- [What you are asked to do]: Scan the records for "CompilerDeoptInfo". Report each line that includes it.

Provided information Block Start

use sable_asm::{Inst, Label};

use crate::code::DeoptEntry;
use crate::il::{DeoptId, EnvId, EnvValue, Environment, FlowGraph, MaterializationId};
use crate::location::Location;
use crate::masm::MacroAssembler;
use crate::object_model::Object;
use crate::runtime::{DeoptInfo, DeoptInstr, DeoptReason, DeoptTable, StubKind};

/// A program point of optimized code that may fall back to unoptimized
/// code. Calls share the lazy trampoline, guards get a stub of their own.
pub struct CompilerDeoptInfo {
    pub deopt_id: DeoptId,
    pub reason: DeoptReason,
    pub env: EnvId,
    pub flags: u32,
    pc_offset: Option<u32>,
    entry_label: Option<Label>,
}

impl CompilerDeoptInfo {
    pub fn at_call(deopt_id: DeoptId, env: EnvId, pc_offset: u32) -> CompilerDeoptInfo {
        CompilerDeoptInfo {
            deopt_id,
            reason: DeoptReason::AtCall,
            env,
            flags: 0,
            pc_offset: Some(pc_offset),
            entry_label: None,
        }
    }

    pub fn with_stub(
        deopt_id: DeoptId,
        reason: DeoptReason,
        env: EnvId,
        flags: u32,
        entry_label: Label,
    ) -> CompilerDeoptInfo {
        assert!(reason != DeoptReason::AtCall);

        CompilerDeoptInfo {
            deopt_id,
            reason,
            env,
            flags,
            pc_offset: None,
            entry_label: Some(entry_label),
        }
    }

    pub fn entry_label(&self) -> Option<Label> {
        self.entry_label
    }

    pub fn pc_offset(&self) -> Option<u32> {
        self.pc_offset
    }

    /// Emits the stub guards branch to. The stub has no frame specific code,
    /// the runtime finds the recipe through the return address of the call.
    pub fn generate_stub(&mut self, masm: &mut MacroAssembler, trap: bool) {
        let lbl = self
            .entry_label
            .expect("calls share the lazy deoptimization trampoline");

        masm.emit_comment(format!("deopt stub for id {}", self.deopt_id));
        masm.bind_label(lbl);

        if trap {
            masm.emit(Inst::Breakpoint);
        }

        masm.call_stub(StubKind::Deoptimize);
        self.pc_offset = Some(masm.pos());
        masm.emit(Inst::Breakpoint);
    }

    /// Flattens the environment chain into the shared table.
    pub fn materialize(&self, graph: &FlowGraph, table: &DeoptTable) -> DeoptEntry {
        let info = DeoptInfoBuilder::new(graph).build(self.env, self.deopt_id);

        DeoptEntry {
            pc_offset: self
                .pc_offset
                .expect("deoptimization point without emitted code"),
            deopt_id: self.deopt_id,
            reason: self.reason,
            info: table.add(&info),
            flags: self.flags,
        }
    }
}
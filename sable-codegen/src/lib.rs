pub mod code;
pub mod compiler;
pub mod cpu;
pub mod error;
pub mod flags;
pub mod il;
pub mod location;
pub mod masm;
pub mod object_model;
pub mod runtime;

pub use code::CodeDescriptor;
pub use compiler::FlowGraphCompiler;
pub use error::CompileError;
pub use flags::Flags;
pub use il::FlowGraph;
pub use runtime::CompilationContext;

Provided information Block End

- [Exercise solution]:
pub struct CompilerDeoptInfo {
impl CompilerDeoptInfo {
    pub fn at_call(deopt_id: DeoptId, env: EnvId, pc_offset: u32) -> CompilerDeoptInfo {
        CompilerDeoptInfo {
    ) -> CompilerDeoptInfo {
        CompilerDeoptInfo {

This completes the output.